99 In the normal course of a trial, jurors are sequestered once they begin their deliberations until they return a verdict: s. 647 of the Criminal Code , R.S.C. 1985, c. C-46 . I believe that this case is best characterized within this context. The jury in this appeal communicated its intended verdict to the court. The court recorded a different verdict. It was brought to the trial judge’s attention that an incorrect verdict might have been recorded. It is the duty of the trial judge to ensure that the court records the intended verdict of the jury upon its return from deliberations (Head, supra, at p. 688). A verdict other than the intended unanimous verdict of the jury is a nullity. If the trial judge has a reasonable concern that the verdict might be a nullity, the trial should resume as if the verdict had not been rendered. The trial judge should determine whether the recorded verdict was in fact null and void and if not, the verdict should stand. If the trial judge concludes that the recorded verdict was a nullity, he or she should set it aside and the trial should resume. In such a case, the provisions of s. 647 of the Code come into play and the question is whether a jury which should have remained sequestered has dispersed, and if so, what the consequences of dispersal ought to be. In these circumstances, I agree that the appropriate test is, as enunciated by Major J., “reasonable apprehension” of taint or bias. If the trial judge determines that there is no reasonable apprehension of bias, then there is no perceived threat to the impartiality of the jury and the jury is in the same position as it was in prior to the court recording the verdict.

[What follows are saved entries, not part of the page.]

// This Source Code Form is subject to the terms of the Mozilla Public
// License, v. 2.0. If a copy of the MPL was not distributed with this
// file, You can obtain one at https://mozilla.org/MPL/2.0/.

use std::path::Path;

use chrono::{DateTime, Utc};
use futures::{StreamExt, stream};
use tracing::{debug, info, warn};

use crate::config::{Config, MainConfig, Show};
use crate::episode::{DownloadContext, generate_filename};
use crate::error::{FeedError, HistoryError, SyncError};
use crate::feed::{FeedDocument, build_feed, write_feed};
use crate::history::{EpisodeRecord, HistoryStore};
use crate::progress::{ProgressEvent, SharedProgressReporter};
use crate::provider::MediaProvider;
use crate::schedule;
use crate::state::{OutputState, create_sync_plan, scan_show_dir};

/// Options for a sync run
#[derive(Debug, Clone, Default)]
pub struct SyncOptions {
    /// Check every show regardless of its schedule
    pub force: bool,
}

/// Outcome of one show in a run
#[derive(Debug, Clone, PartialEq, Eq)]
pub enum ShowReport {
    /// The schedule did not elapse since the last check; nothing was touched
    NotDue,
    /// The playlist was checked
    Synced {
        /// Number of newly recorded episodes
        added: usize,
        /// Items that could not be fetched (item id, error message)
        failed: Vec<(String, String)>,
        /// Set when the feed document could not be regenerated
        feed_error: Option<String>,
    },
    /// The show could not be checked this run
    Failed { error: String },
}

/// Per-show outcomes of a run, in configuration order
#[derive(Debug, Clone, Default)]
pub struct RunSummary {
    pub shows: Vec<(String, ShowReport)>,
}

impl RunSummary {
    pub fn added(&self) -> usize {
        self.shows
            .iter()
            .map(|(_, report)| match report {
                ShowReport::Synced { added, .. } => *added,
                _ => 0,
            })
            .sum()
    }

    /// Whether any show, item or feed failed
    pub fn has_failures(&self) -> bool {
        self.shows.iter().any(|(_, report)| match report {
            ShowReport::NotDue => false,
            ShowReport::Synced {
                failed, feed_error, ..
            } => !failed.is_empty() || feed_error.is_some(),
            ShowReport::Failed { .. } => true,
        })
    }

    pub fn report(&self, show_id: &str) -> Option<&ShowReport> {
        self.shows
            .iter()
            .find(|(id, _)| id == show_id)
            .map(|(_, report)| report)
    }
}

/// Sync every configured show, one after the other
///
/// Failures are isolated per show. Only a history write failure aborts the
/// run, since continuing would fetch items that can no longer be recorded.
pub async fn sync_all<P: MediaProvider + ?Sized>(
    config: &Config,
    provider: &P,
    history: &mut HistoryStore,
    now: DateTime<Utc>,
    options: &SyncOptions,
    reporter: &SharedProgressReporter,
) -> Result<RunSummary, HistoryError> {
    let mut summary = RunSummary::default();

    for show in &config.shows {
        let report = sync_show(provider, history, show, &config.main, now, options, reporter).await?;
        summary.shows.push((show.id.clone(), report));
    }

    Ok(summary)
}

/// Sync a single show
///
/// 1. Checks the schedule (skipped when forced)
/// 2. Lists the playlist
/// 3. Diffs it against the history
/// 4. Fetches new items, recording each success immediately
/// 5. Advances the last check, regenerates the feed and persists the history
pub async fn sync_show<P: MediaProvider + ?Sized>(
    provider: &P,
    history: &mut HistoryStore,
    show: &Show,
    main: &MainConfig,
    now: DateTime<Utc>,
    options: &SyncOptions,
    reporter: &SharedProgressReporter,
) -> Result<ShowReport, HistoryError> {
    reporter.report(ProgressEvent::ShowStarted {
        show_id: show.id.clone(),
        title: show.title.clone(),
    });

    match run_show(provider, history, show, main, now, options, reporter).await {
        Ok(report) => Ok(report),
        Err(SyncError::History(e)) => Err(e),
        Err(e) => {
            warn!(show_id = %show.id, error = %e, "Show skipped for this run");
            reporter.report(ProgressEvent::ShowFailed {
                show_id: show.id.clone(),
                error: e.to_string(),
            });
            Ok(ShowReport::Failed {
                error: e.to_string(),
            })
        }
    }
}

async fn run_show<P: MediaProvider + ?Sized>(
    provider: &P,
    history: &mut HistoryStore,
    show: &Show,
    main: &MainConfig,
    now: DateTime<Utc>,
    options: &SyncOptions,
    reporter: &SharedProgressReporter,
) -> Result<ShowReport, SyncError> {
    if !options.force && !schedule::is_due(&show.cron, history.last_check(&show.id), now)? {
        debug!(show_id = %show.id, "Not due");
        reporter.report(ProgressEvent::ShowNotDue {
            show_id: show.id.clone(),
        });
        return Ok(ShowReport::NotDue);
    }

    reporter.report(ProgressEvent::ListingPlaylist {
        show_id: show.id.clone(),
        url: show.url.to_string(),
    });
    let items = provider.list_playlist(&show.url).await?;

    let show_dir = main.podcast_dir.join(&show.id);
    let mut inventory = scan_show_dir(&show_dir)?;
    if inventory.partial_files_cleaned > 0 {
        reporter.report(ProgressEvent::PartialFilesCleanedUp {
            show_id: show.id.clone(),
            count: inventory.partial_files_cleaned,
        });
    }

    let plan = create_sync_plan(items, show, history);
    info!(
        show_id = %show.id,
        listed = plan.total_items,
        processed = plan.already_processed,
        before_cutoff = plan.before_cutoff,
        filtered = plan.filtered_out,
        candidates = plan.to_fetch.len(),
        "Playlist diffed against history"
    );
    reporter.report(ProgressEvent::PlanReady {
        show_id: show.id.clone(),
        listed: plan.total_items,
        already_processed: plan.already_processed,
        to_fetch: plan.to_fetch.len(),
    });

    let total_to_fetch = plan.to_fetch.len();
    let slots = main.max_concurrent.max(1);

    // buffered() keeps at most `slots` consecutive items in flight and yields
    // them in order, so `index % slots` is unique among running fetches
    let mut fetches = stream::iter(plan.to_fetch.into_iter().enumerate())
        .map(|(index, item)| {
            let filename = generate_filename(&item.id, &item.published_at);
            let dest = show_dir.join(&filename);
            let context = DownloadContext {
                download_id: index % slots,
                episode_index: index,
                total_to_fetch,
                episode_title: item.title.clone(),
            };
            async move {
                let result = provider.fetch_item(&item, &dest, &context, reporter).await;
                (item, filename, context, result)
            }
        })
        .buffered(slots);

    let mut added = 0;
    let mut failed = Vec::new();

    while let Some((item, filename, context, result)) = fetches.next().await {
        match result {
            Ok(fetched) => {
                let record = EpisodeRecord {
                    item_id: item.id.clone(),
                    published_at: item.published_at,
                    title: item.title.clone(),
                    description: item.description.clone(),
                    audio_filename: filename.clone(),
                    processed_at: now,
                    content_hash: fetched.content_hash,
                };
                history.record_processed(&show.id, &item.id, record)?;
                history.save()?;

                inventory.audio_files.insert(filename, fetched.bytes);
                added += 1;

                info!(show_id = %show.id, item_id = %item.id, bytes = fetched.bytes, "Episode recorded");
                reporter.report(ProgressEvent::FetchCompleted {
                    download_id: context.download_id,
                    episode_title: item.title,
                    bytes: fetched.bytes,
                });
            }
            Err(e) => {
                warn!(show_id = %show.id, item_id = %item.id, error = %e, "Fetch failed, will retry next run");
                reporter.report(ProgressEvent::FetchFailed {
                    download_id: context.download_id,
                    episode_title: item.title,
                    error: e.to_string(),
                });
                failed.push((item.id, e.to_string()));
            }
        }
    }

    let all_failed = added == 0 && !failed.is_empty();
    if main.advance_on_failure || !all_failed {
        history.set_last_check(&show.id, now);
    } else {
        warn!(show_id = %show.id, "Every fetch failed, last check not advanced");
    }

    let feed_error = match rebuild_feed(show, main, history, &inventory, &show_dir) {
        Ok(document) => {
            reporter.report(ProgressEvent::FeedWritten {
                show_id: show.id.clone(),
                episodes: document.entries,
                missing_audio: document.missing_audio.len(),
            });
            None
        }
        Err(e) => {
            warn!(show_id = %show.id, error = %e, "Feed not regenerated");
            Some(e.to_string())
        }
    };

    history.save()?;

    reporter.report(ProgressEvent::ShowCompleted {
        show_id: show.id.clone(),
        added,
        failed: failed.len(),
    });

    Ok(ShowReport::Synced {
        added,
        failed,
        feed_error,
    })
}

fn rebuild_feed(
    show: &Show,
    main: &MainConfig,
    history: &HistoryStore,
    inventory: &OutputState,
    show_dir: &Path,
) -> Result<FeedDocument, FeedError> {
    let episodes = history.episodes(&show.id);
    let document = build_feed(
        show,
        &main.base_public_url,
        &episodes,
        inventory,
        main.missing_audio,
    )?;

    let path = write_feed(show_dir, &document)?;
    debug!(show_id = %show.id, path = %path.display(), entries = document.entries, "Feed written");
    Ok(document)
}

100 Under this approach, I would conclude, contrary to Major J., that, if there is no reasonable apprehension of bias, the jury is free to continue deliberations if necessary. Assume, for example, that there is a trial on an indictment containing two counts of murder. The jury returns a verdict in count one and finds the accused not guilty. However, nothing is said by anyone about count two involving a different victim. Before the jury is discharged, it is clear that the trial judge may ask the jury whether they have a verdict on count two. If the jury indicates that they simply forgot to deliberate on count two, there is no impediment to sending them back to continue their deliberations on that count. I see no difference if the same scenario were to occur after the jury has been discharged but prior to the point in time at which there is a reasonable apprehension of bias or taint. In such a case, I would see no impediment, in principle, to asking the jury to resume deliberations on count two. In other words, the critical moment should be the point at which there is a reasonable apprehension of bias, as identified by my colleague, and not the jury’s discharge.
101 When the trial judge finds that there has been a reasonable apprehension of bias, the situation is the same as if the jury had not remained properly sequestered pending the completion of its deliberations and the rendering of its verdict. In such a case, the trial judge’s only option is to declare a mistrial and to order a new trial “on such terms as justice may require” (s. 647(4)(b) of the Code).
102 I concur with the conclusion of Major J. that, in this case, the extent of the jury’s dispersal established a reasonable apprehension of bias and that the appropriate remedy is to order a new trial.
Appeal allowed, McLachlin C.J. and L’Heureux-Dubé, Gonthier and Bastarache JJ. dissenting.
Solicitors for the appellant: Pinkofsky Lockyer, Toronto.
Solicitor for the respondent: The Attorney General for Ontario, Toronto.